* Mike Walsh to become global legal chief
* Andy Prozes to retire at end of year
* Legal, risk solutions to be run as separate units
(Adds details, background)
LONDON, Nov 23 (Reuters) - Reed Elsiever plans to split its legal and risk businesses when LexisNexis Chief Executive Andy Prozes retires at the end of the year and install U.S. legal chief Mike Walsh as global head of legal.
The company's legal business, particularly in the United States, is in focus as Reed invests in new products to help it win back market share lost to Thomson Reuters' Westlaw in a difficult market.
The Anglo-Dutch professional publisher and exhibitions operator said on Tuesday that Prozes, who will be 65 in January, would not be replaced on the company's English, Dutch or group executive boards.

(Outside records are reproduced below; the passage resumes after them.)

//! Interceptor registration and invalidation
//!
//! Interceptors register with a property dictionary; its `patchbay.target`
//! filter (if any) restricts which dependencies consult them, matched
//! against the dependency's metadata properties. Tracking interceptors run
//! in registration order; ranking interceptors fold over the matching set in
//! registration order with the registry's own ordering as the identity.
//!
//! Registration, removal, and explicit `invalidate()` all push a
//! recomputation onto every in-scope component's gate; this is the only
//! externally triggered recomputation path besides registry events and
//! context changes.

use std::sync::atomic::{AtomicU64, Ordering};
use std::sync::{Arc, RwLock};

use tracing::{info, warn};

use patchbay_domain::constants::TARGET_PROPERTY;
use patchbay_domain::error::Result;
use patchbay_domain::filter::Filter;
use patchbay_domain::ports::interceptor::{RankingInterceptor, TrackingInterceptor};
use patchbay_domain::value_objects::ServiceProperties;

use crate::component::{ComponentIndex, InvalidationScope};
use crate::locks::{lock_rwlock_read, lock_rwlock_write};

struct TrackingEntry {
    id: u64,
    name: String,
    target: Option<Filter>,
    interceptor: Arc<dyn TrackingInterceptor>,
}

struct RankingEntry {
    id: u64,
    name: String,
    target: Option<Filter>,
    interceptor: Arc<dyn RankingInterceptor>,
}

#[derive(Clone, Copy, PartialEq, Eq)]
enum InterceptorKind {
    Tracking,
    Ranking,
}

/// Registry of resolution interceptors
pub struct InterceptorRegistry {
    components: Arc<ComponentIndex>,
    tracking: RwLock<Vec<TrackingEntry>>,
    ranking: RwLock<Vec<RankingEntry>>,
    next_id: AtomicU64,
}

impl InterceptorRegistry {
    pub(crate) fn new(components: Arc<ComponentIndex>) -> Self {
        Self {
            components,
            tracking: RwLock::new(Vec::new()),
            ranking: RwLock::new(Vec::new()),
            next_id: AtomicU64::new(0),
        }
    }

    /// Register a tracking interceptor; in-scope dependencies recompute
    /// before this returns
    pub fn add_tracking(
        self: &Arc<Self>,
        name: &str,
        properties: &ServiceProperties,
        interceptor: Arc<dyn TrackingInterceptor>,
    ) -> Result<InterceptorHandle> {
        let target = parse_target(properties)?;
        let id = self.next_id.fetch_add(1, Ordering::Relaxed) + 1;
        let scope = scope_of(&target);
        {
            let mut entries = lock_rwlock_write(&self.tracking, "InterceptorRegistry::add_tracking")?;
            entries.push(TrackingEntry {
                id,
                name: name.to_string(),
                target,
                interceptor,
            });
        }
        info!(interceptor = name, kind = "tracking", "interceptor registered");
        self.broadcast(scope);
        Ok(InterceptorHandle {
            registry: Arc::clone(self),
            kind: InterceptorKind::Tracking,
            id,
            name: name.to_string(),
        })
    }

    /// Register a ranking interceptor; in-scope dependencies recompute
    /// before this returns
    pub fn add_ranking(
        self: &Arc<Self>,
        name: &str,
        properties: &ServiceProperties,
        interceptor: Arc<dyn RankingInterceptor>,
    ) -> Result<InterceptorHandle> {
        let target = parse_target(properties)?;
        let id = self.next_id.fetch_add(1, Ordering::Relaxed) + 1;
        let scope = scope_of(&target);
        {
            let mut entries = lock_rwlock_write(&self.ranking, "InterceptorRegistry::add_ranking")?;
            entries.push(RankingEntry {
                id,
                name: name.to_string(),
                target,
                interceptor,
            });
        }
        info!(interceptor = name, kind = "ranking", "interceptor registered");
        self.broadcast(scope);
        Ok(InterceptorHandle {
            registry: Arc::clone(self),
            kind: InterceptorKind::Ranking,
            id,
            name: name.to_string(),
        })
    }

    /// Tracking interceptors applying to a dependency, in registration order
    pub(crate) fn tracking_chain(
        &self,
        dependency_properties: &ServiceProperties,
    ) -> Vec<(String, Arc<dyn TrackingInterceptor>)> {
        match lock_rwlock_read(&self.tracking, "InterceptorRegistry::tracking_chain") {
            Ok(entries) => entries
                .iter()
                .filter(|entry| applies(&entry.target, dependency_properties))
                .map(|entry| (entry.name.clone(), Arc::clone(&entry.interceptor)))
                .collect(),
            Err(error) => {
                warn!(%error, "tracking chain unavailable");
                Vec::new()
            }
        }
    }

    /// Ranking interceptors applying to a dependency, in registration order
    pub(crate) fn ranking_chain(
        &self,
        dependency_properties: &ServiceProperties,
    ) -> Vec<(String, Arc<dyn RankingInterceptor>)> {
        match lock_rwlock_read(&self.ranking, "InterceptorRegistry::ranking_chain") {
            Ok(entries) => entries
                .iter()
                .filter(|entry| applies(&entry.target, dependency_properties))
                .map(|entry| (entry.name.clone(), Arc::clone(&entry.interceptor)))
                .collect(),
            Err(error) => {
                warn!(%error, "ranking chain unavailable");
                Vec::new()
            }
        }
    }

    fn scope_for(&self, kind: InterceptorKind, id: u64) -> Option<InvalidationScope> {
        match kind {
            InterceptorKind::Tracking => {
                let entries = lock_rwlock_read(&self.tracking, "InterceptorRegistry::scope_for").ok()?;
                entries
                    .iter()
                    .find(|entry| entry.id == id)
                    .map(|entry| scope_of(&entry.target))
            }
            InterceptorKind::Ranking => {
                let entries = lock_rwlock_read(&self.ranking, "InterceptorRegistry::scope_for").ok()?;
                entries
                    .iter()
                    .find(|entry| entry.id == id)
                    .map(|entry| scope_of(&entry.target))
            }
        }
    }

    fn remove(&self, kind: InterceptorKind, id: u64) -> Option<InvalidationScope> {
        let scope = self.scope_for(kind, id);
        match kind {
            InterceptorKind::Tracking => {
                if let Ok(mut entries) =
                    lock_rwlock_write(&self.tracking, "InterceptorRegistry::remove")
                {
                    entries.retain(|entry| entry.id != id);
                }
            }
            InterceptorKind::Ranking => {
                if let Ok(mut entries) =
                    lock_rwlock_write(&self.ranking, "InterceptorRegistry::remove")
                {
                    entries.retain(|entry| entry.id != id);
                }
            }
        }
        scope
    }

    /// Push a recomputation onto every in-scope component's gate and drain
    fn broadcast(&self, scope: InvalidationScope) {
        let mut gates = Vec::new();
        for component in self.components.all() {
            if let Some(gate) = component.submit_invalidation(scope.clone()) {
                gates.push(gate);
            }
        }
        for gate in gates {
            gate.drain();
        }
    }
}

fn parse_target(properties: &ServiceProperties) -> Result<Option<Filter>> {
    match properties.get_str(TARGET_PROPERTY) {
        Some(text) => Ok(Some(Filter::parse(text)?)),
        None => Ok(None),
    }
}

fn scope_of(target: &Option<Filter>) -> InvalidationScope {
    match target {
        Some(filter) => InvalidationScope::Target(filter.clone()),
        None => InvalidationScope::All,
    }
}

fn applies(target: &Option<Filter>, dependency_properties: &ServiceProperties) -> bool {
    target
        .as_ref()
        .map(|filter| filter.matches(dependency_properties))
        .unwrap_or(true)
}

/// Owner-side handle to a registered interceptor
pub struct InterceptorHandle {
    registry: Arc<InterceptorRegistry>,
    kind: InterceptorKind,
    id: u64,
    name: String,
}

impl InterceptorHandle {
    /// Name the interceptor was registered under
    pub fn name(&self) -> &str {
        &self.name
    }

    /// Force every dependency this interceptor applies to to recompute its
    /// matching and selected sets immediately
    pub fn invalidate(&self) {
        if let Some(scope) = self.registry.scope_for(self.kind, self.id) {
            info!(interceptor = %self.name, "interceptor invalidation requested");
            self.registry.broadcast(scope);
        }
    }

    /// Withdraw the interceptor; in-scope dependencies recompute without it
    pub fn remove(self) {
        if let Some(scope) = self.registry.remove(self.kind, self.id) {
            info!(interceptor = %self.name, "interceptor removed");
            self.registry.broadcast(scope);
        }
    }
}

Walsh, who joined LexisNexis in 2003 and has led the U.S. legal markets business since 2008, will now assume charge of a 1.7 billion pound ($2.7 billion) global operation accounting for about 28 percent of Reed Elsevier's total revenues.
Jim Peck will continue to run the risk solutions business, which includes personal data provider ChoicePoint, and which will now be run as a separate unit from legal, reporting directly to group CEO Erik Engstrom.
Reed Elsevier shares slipped 0.4 percent to 533.5 pence by 1535 GMT, broadly in line with the European media index.